DHEA, DNA, Multicellularity
and Tissue Formation, Form and Segmentation
Copyright 2005, James Michael Howard,
It is my hypothesis that dehydroepiandrosterone (DHEA) was selected by evolution because DHEA optimizes replication and transcription of DNA. Evolutionary phenomena regarding multicellularity and tissue formation may be derived from my primary hypothesis.
The ratio of DHEA to DNA may be involved in the ratio of DNA replication and transcription. That is, when DHEA levels are sufficiently high, replication may predominate. When DHEA levels are reduced, transcription should increase. This is based on use of DHEA for “opening” of the DNA strand. When a lot of DHEA is available, larger amounts of DNA may be separated and increase the probability of replication. Hence, the ratio of replication and transcription of DNA relies on availability of DHEA.
In simple multicellular systems, the ratio of DHEA to DNA would be greater than that of complex multicellular systems. As complexity increases with time, replication declines, followed by increased transcription as an organism grows. Therefore, early growth is rapid followed by slowed growth. This difference between simple organisms and complex organisms may explain tissue formation.

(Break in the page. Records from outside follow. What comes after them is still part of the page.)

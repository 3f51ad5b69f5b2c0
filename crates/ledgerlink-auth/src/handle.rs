//! Authorized provider client handle.
//!
//! A [`ClientHandle`] is built per authorized request from the immutable
//! configuration plus that session's access-token pair, and dropped when
//! the request completes. Handles are never cached or shared across
//! sessions, so concurrent sessions with different tokens cannot observe
//! each other's credentials.

use std::sync::Arc;

use reqwest::StatusCode;
use reqwest::header::{ACCEPT, AUTHORIZATION};
use serde_json::Value;
use url::Url;

use ledgerlink_config::AppConfig;

use crate::client::{PROVIDER_TIMEOUT, oauth_problem, signature_method};
use crate::error::{AuthError, AuthResult};
use crate::session::AccessTokenPair;
use crate::signing::{self, SigningContext};

/// Records per page returned by the provider.
const PAGE_SIZE: usize = 100;

/// Upper bound on accumulated pages for paged collections. Beyond this the
/// handle returns what it has instead of growing without bound.
const MAX_PAGES: usize = 10;

/// Authenticated facade for resource calls against the provider API.
pub struct ClientHandle {
    config: Arc<AppConfig>,
    access: AccessTokenPair,
    http: reqwest::Client,
}

impl ClientHandle {
    /// Builds a fresh handle for one request.
    pub fn new(config: Arc<AppConfig>, access: AccessTokenPair) -> AuthResult<Self> {
        let user_agent = config
            .credentials()
            .map(|c| c.user_agent.clone())
            .map_err(|e| AuthError::Internal {
                message: e.to_string(),
            })?;
        let http = reqwest::Client::builder()
            .timeout(PROVIDER_TIMEOUT)
            .user_agent(user_agent)
            .build()?;
        Ok(Self {
            config,
            access,
            http,
        })
    }

    fn resource_url(&self, path: &str, query: &[(&str, &str)]) -> AuthResult<Url> {
        let base = format!(
            "{}/{}",
            self.config.endpoints.api_base_url.trim_end_matches('/'),
            path
        );
        let mut url = Url::parse(&base).map_err(|e| AuthError::Internal {
            message: format!("bad resource url '{path}': {e}"),
        })?;
        for (k, v) in query {
            url.query_pairs_mut().append_pair(k, v);
        }
        Ok(url)
    }

    fn signing_context(&self) -> AuthResult<SigningContext<'_>> {
        let creds = self.config.credentials().map_err(|e| AuthError::Internal {
            message: e.to_string(),
        })?;
        Ok(SigningContext {
            consumer_key: &creds.consumer_key,
            consumer_secret: &creds.consumer_secret,
            method: signature_method(self.config.app_type),
            private_key_pem: &creds.private_key,
            token: Some(&self.access.token),
            token_secret: Some(&self.access.secret),
        })
    }

    async fn execute(&self, http_method: &str, url: Url, body: Option<&Value>) -> AuthResult<reqwest::Response> {
        let ctx = self.signing_context()?;
        let header = signing::authorization_header(http_method, &url, &[], &ctx)?;
        let mut request = match http_method {
            "GET" => self.http.get(url.clone()),
            "PUT" => self.http.put(url.clone()),
            "POST" => self.http.post(url.clone()),
            other => {
                return Err(AuthError::Internal {
                    message: format!("unsupported method {other}"),
                });
            }
        };
        request = request.header(AUTHORIZATION, header);
        if let Some(body) = body {
            request = request.json(body);
        }
        Ok(request.send().await?)
    }

    /// Signed GET returning the provider's JSON body.
    pub async fn get_json(&self, path: &str, query: &[(&str, &str)]) -> AuthResult<Value> {
        let url = self.resource_url(path, query)?;
        let response = self.execute("GET", url, None).await?;
        json_body(response, path).await
    }

    /// Fetches one unpaged collection, extracting the response array keyed
    /// by the resource name (e.g. `Organisations`). For nested endpoints
    /// such as `InvoiceReminders/Settings` the key is the first segment.
    pub async fn collection(&self, resource: &str) -> AuthResult<Vec<Value>> {
        let key = resource.split('/').next().unwrap_or(resource);
        let body = self.get_json(resource, &[]).await?;
        Ok(extract_items(&body, key))
    }

    /// Fetches a paged collection, accumulating up to [`MAX_PAGES`] pages.
    pub async fn collection_paged(&self, resource: &str) -> AuthResult<Vec<Value>> {
        let mut items = Vec::new();
        for page in 1..=MAX_PAGES {
            let page_param = page.to_string();
            let body = self
                .get_json(resource, &[("page", page_param.as_str())])
                .await?;
            let page_items = extract_items(&body, resource);
            let done = page_items.len() < PAGE_SIZE;
            items.extend(page_items);
            if done {
                break;
            }
        }
        Ok(items)
    }

    /// Fetches a single invoice by number or identifier.
    pub async fn invoice(&self, invoice_id: &str) -> AuthResult<Value> {
        let body = self.get_json(&format!("Invoices/{invoice_id}"), &[]).await?;
        extract_items(&body, "Invoices")
            .into_iter()
            .next()
            .ok_or_else(|| AuthError::ResourceNotFound {
                resource: format!("Invoices/{invoice_id}"),
            })
    }

    /// Lists attachments on an entity.
    pub async fn attachments(&self, entity_type: &str, entity_id: &str) -> AuthResult<Vec<Value>> {
        let body = self
            .get_json(&format!("{entity_type}/{entity_id}/Attachments"), &[])
            .await?;
        Ok(extract_items(&body, "Attachments"))
    }

    /// Downloads one attachment's raw content, returning the bytes and the
    /// provider-reported content type.
    pub async fn attachment_content(
        &self,
        entity_type: &str,
        entity_id: &str,
        file_name: &str,
    ) -> AuthResult<(Vec<u8>, Option<String>)> {
        let url = self.resource_url(
            &format!("{entity_type}/{entity_id}/Attachments/{file_name}"),
            &[],
        )?;
        let response = self.execute("GET", url, None).await?;
        let status = response.status();
        if !status.is_success() {
            let body = response.text().await.unwrap_or_default();
            return Err(classify_failure(status, &body, file_name));
        }
        let content_type = response
            .headers()
            .get(reqwest::header::CONTENT_TYPE)
            .and_then(|v| v.to_str().ok())
            .map(ToString::to_string);
        let bytes = response.bytes().await?;
        Ok((bytes.to_vec(), content_type))
    }

    /// Runs a named report with optional report parameters.
    pub async fn report(&self, name: &str, params: &[(&str, &str)]) -> AuthResult<Value> {
        let body = self.get_json(&format!("Reports/{name}"), params).await?;
        extract_items(&body, "Reports")
            .into_iter()
            .next()
            .ok_or_else(|| AuthError::ResourceNotFound {
                resource: format!("Reports/{name}"),
            })
    }

    /// Creates a draft invoice from the given payload, returning the
    /// created entity.
    pub async fn create_invoice(&self, draft: &Value) -> AuthResult<Value> {
        let url = self.resource_url("Invoices", &[])?;
        let response = self.execute("PUT", url, Some(draft)).await?;
        let body = json_body(response, "Invoices").await?;
        extract_items(&body, "Invoices")
            .into_iter()
            .next()
            .ok_or_else(|| AuthError::Internal {
                message: "provider returned no invoice entity".to_string(),
            })
    }
}

/// Extracts the array of entities under `key`, tolerating single-object
/// responses.
fn extract_items(body: &Value, key: &str) -> Vec<Value> {
    match body.get(key) {
        Some(Value::Array(items)) => items.clone(),
        Some(other) if !other.is_null() => vec![other.clone()],
        _ => Vec::new(),
    }
}

/// Classifies a failed resource response at the parse boundary.
fn classify_failure(status: StatusCode, body: &str, resource: &str) -> AuthError {
    if let Some((problem, advice)) = oauth_problem(body) {
        return AuthError::from_provider_problem(&problem, &advice);
    }
    if status == StatusCode::NOT_FOUND {
        return AuthError::ResourceNotFound {
            resource: resource.to_string(),
        };
    }
    if status.is_server_error() {
        return AuthError::ProviderUnavailable {
            message: format!("provider returned {status}"),
        };
    }
    AuthError::Provider {
        problem: format!("http_{}", status.as_u16()),
        message: body.chars().take(200).collect(),
    }
}

/// Status check plus JSON decode with boundary classification.
async fn json_body(response: reqwest::Response, resource: &str) -> AuthResult<Value> {
    let status = response.status();
    let body = response.text().await?;
    if !status.is_success() {
        return Err(classify_failure(status, &body, resource));
    }
    serde_json::from_str(&body).map_err(|e| AuthError::ProviderUnavailable {
        message: format!("malformed provider response: {e}"),
    })
}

As an organism increases in growth, distribution of DHEA is controlled by absorption inherent in the form of the organism. When DHEA is high, the genes of the organism organize the basic form. As the form increases in size, further differences in distribution of DHEA are exerted. This differential distribution of DHEA reduces overall availability of DHEA. The ratio of DNA replication declines and transcription increases. This differential distribution of DHEA exerts differential transcription of genes according to the form of the organism. That is, with increases in the form of the organism, DHEA availability and cellular absorption of DHEA trigger differential transcription according to the basic plan of the form of the organism. This is tissue formation. Some tissues will acquire DHEA more rapidly than other tissues. For example, I suggest the large brains of mammals represent this form of tissue competition (“Hormones in Mammalian Evolution,” Rivista di Biologia / Biology Forum 2001; 94: 177-184).
The foregoing explanation should also hold for competition for DHEA within tissues themselves. That is, some cells within tissues should acquire DHEA at the expense of other cells within tissues. I suggest this is the basis of growth and development of the organism as well as tissues, themselves. This may explain the findings of Bengtsson, et al., (Genome Research 15:1388-1392, 2005) that gene activity of similar cells within tissues is not identical, in fact may be quiet different.
Segmentation is an evolutionary process we inherited from earlier animals. The expression of segmentation is reduced with evolution. I suggest the differences in expression of the genes controlling this process throughout evolution may be also be explained by the foregoing. That is, as tissues were selected by evolution, they acquired DHEA at the expense of other tissues. Hence, appendages, for example, disappear as less DHEA is available for their formation. Segmentation is less pronounced during ongoing evolution because the hallmark characteristics of segmentation are not expressed as a result of competition for DHEA by other tissues.